As is apparent from the above description, according to the image forming apparatus of the present invention, the shield electrode provided between the wiring portions of the plurality of control electrodes and the first insulating sheet is
Since the electric field formed between the wiring portion of each control electrode and the toner supply source is shielded, a high quality image can be formed and the apparatus cost can be reduced.

[Brief description of drawings]

FIG. 1 is a cross-sectional view showing the configuration of an image forming apparatus of this embodiment.

FIG. 2 is a perspective view showing a configuration of an aperture electrode body used in the image forming apparatus of this embodiment.

FIG. 3 is a diagram schematically showing a configuration of an aperture electrode body and a carrying roller.
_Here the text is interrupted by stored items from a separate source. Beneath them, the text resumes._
// ABOUTME: Error types for action invocation
// ABOUTME: Defines input validation errors and chains collaborator failures

use thiserror::Error;

use crate::fetch::FetchError;
use crate::template::TemplateError;
use crate::tree::TreeError;

#[derive(Error, Debug)]
pub enum ActionError {
    #[error("Invalid input for '{field}': {message}")]
    InvalidInput { field: String, message: String },

    #[error("Action not found: {name}")]
    ActionNotFound { name: String },

    #[error("Fetch error: {0}")]
    Fetch(#[from] FetchError),

    #[error("{0}")]
    Tree(#[from] TreeError),

    #[error("Template error: {0}")]
    Template(#[from] TemplateError),

    #[error("IO error: {0}")]
    Io(#[from] std::io::Error),
}

pub type Result<T> = std::result::Result<T, ActionError>;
FIG. 4 is a perspective view showing a configuration of an aperture electrode body used in a conventional image forming apparatus.

[Explanation of symbols]

 1 Aperture Electrode Body 2a Insulating Sheet 2b Insulating Sheet 4 Control Electrode 6 Aperture 10 Toner Supply Device 13 Shielding Electrode 14 Carrying Roller

Claims (2)

[Claims] 1. An aperture electrode body having a plurality of apertures controls the passage of charged toner through the aperture plate, and an image is formed on a support located on the opposite side of the toner supply source from the aperture electrode body. In the image forming apparatus, the first insulating sheet provided on the side of the aperture electrode body facing the toner supply source, and on the side of the aperture electrode body facing the support body for each aperture. A plurality of control electrodes provided separately, and in the wiring portion excluding the aperture forming portion of each of the control electrodes, provided between the wiring portion of the control electrode and the first insulating sheet, the control An image forming apparatus comprising: a shielding unit for shielding an electric field formed between a wiring portion of an electrode and a toner supply source. 2. The shield means is composed of a flat shield electrode, and a second insulating sheet is provided between the shield electrode and the wiring portion of the control electrode. The image forming apparatus described.